Viajar por Colombia es viajar en el tiempo. Mientras que algunas ciudades, no muchas, coquetean con la modernidad, otras siguen ancladas en el pasado y pareciera como que se resisten a dejarlo atrás.
Me pregunto muchas veces, el porqué de estas diferencias, que se reflejan en la calidad del bienestar social. Concluyo que la cara de la ciudad, su imagen y su estado son simplemente reflejo del amor de sus habitantes por ella. Una ciudad que no es amada por sus habitantes, o sin dolientes, como se suele decir, es sucia, insegura, no progresa, hay pobreza por todos lados y poco empleo, y obviamente, la calidad de vida es mala.
En Colombia hay dos ciudades referentes claros de amor de los habitantes por su ciudad: Medellin y Barranquilla. Y se ve. Nada más dar una vuelta por ambas ciudades, sobre todo si se las conocía antes, para darse cuenta que sus habitantes la cuidan. No que estas ciudades sean perfectas ni mucho menos, pero la tendencia en una línea de tiempo es clara, y hoy tanto los paisas como los barranquilleros sacan pecho.
El contraste con la ciudad que tiene el mayor potencial, Santa Marta, no podría ser más grande. Estamos atrapados en una inercia perversa que no nos permite capitalizar todo nuestro potencial. No es hora de buscar culpables, porque en ultimas los culpables somos todos los samarios. Cuando uno ama a su ciudad hace todo aquello que sea bueno para la ciudad, y comienza por elegir bien a quienes nos gobiernan.
La evidencia es clara. Tanto Medellin como Barranquilla, han despegado porque quienes las han gobernado han sido empresarios o industriales. Personas competentes que saben resolver problemas, que tienen una visión clara y no llegan a robar. En Santa Marta, necesitamos un empresario de estos quilates y competencias y no más politiqueros sanguijuelas de la ubre estatal. Lo mismo va para el concejo. Esto es solo una parte de la ecuación, y aunque importante, no la que hace la diferencia en el tiempo.

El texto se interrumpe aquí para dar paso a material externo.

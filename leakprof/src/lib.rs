//! Old-object leak diagnostics.
//!
//! Keeps a bounded, size-weighted sample of allocated objects and, on demand,
//! finds a reference chain from a GC root to every sample that is still
//! alive. Chains are compressed into a shared edge store so the emitted
//! output stays bounded no matter how deep the real path is.
//!
//! This crate is decoupled from any specific VM. Consumers provide:
//! - A [`RootEnumerator`] to supply roots while the graph is stable.
//! - A [`ReferenceIterator`] to enumerate outgoing references of objects.
//! - A [`WeakReferenceRegistry`] that holds the sampler's weak references.

mod bitset;
mod edge;
mod emitter;
mod error;
mod host;
mod marker;
mod sampler;
mod search;
mod session;
mod settings;
mod store;
mod timer;

#[cfg(test)]
mod testing;

pub use bitset::{BitSet, HeapRegion};
pub use edge::{Edge, EdgeId, ObjectRef, Reference};
pub use emitter::{
    Emitter, EventEmitter, LeakReport, ReferenceContext, ReferenceRecord,
    ReportCollector, SampleRecord,
};
pub use error::LeakError;
pub use host::{
    ObjectDescription, ObjectShape, ReferenceIterator, RootEnumerator, RootId,
    RootInfo, RootKind, RootSystem, WeakHandle, WeakReferenceRegistry,
};
pub use marker::{LeakCandidateMarker, SampleMarker};
pub use sampler::{
    ObjectSample, ObjectSampler, SampleCache, SampleId, SampleOutcome,
    SamplerGuard, StackTraceId, ThreadId,
};
pub use search::{PathToGcRoots, SearchStats, SearchStrategy};
pub use session::{SamplingSession, SessionSummary};
pub use settings::LeakSettings;
pub use store::{EdgeStore, StoredEdge};
pub use timer::GranularTimer;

La otra parte de la ecuación es el ciudadano. Un ciudadano proactivo que defiende y cuida su ciudad y que no permite que la dañen, hace la diferencia. El ciudadano que se reúne con sus vecinos para solucionar todos juntos los problemas de su barrio o comunidad, el ciudadano que embellece y cuida su entorno, el que adopta una calle y se preocupa de que permanezca limpia y sin basuras, el que vigila para que los delincuentes no se apropien del espacio público, es el que hace la gran diferencia. Quizás eso que antes llamaban cultura ciudadana y de la cual hoy no se habla. Citando a John F. Kennedy, no preguntes que puede hacer mi país por mí, sino que puedo hacer yo por mi país. En Colombia esta demostrado hasta la saciedad, que quedarse esperando a que el gobierno haga, nos resuelva es el camino del atraso. Para salir del hueco se necesitan las dos cosas: lideres y ciudadanos idóneos. Tenemos que pellizcarnos y salir del paternalismo pernicioso, que consiste en que yo no hago nada porque para eso está el gobierno. Máxime cuando sabemos, que en muchos casos, quien gobierna, gobierna para cualquier cosa menos para la gente y para el progreso. Y a veces hasta tienen buena voluntad, pero el cargo les queda grande.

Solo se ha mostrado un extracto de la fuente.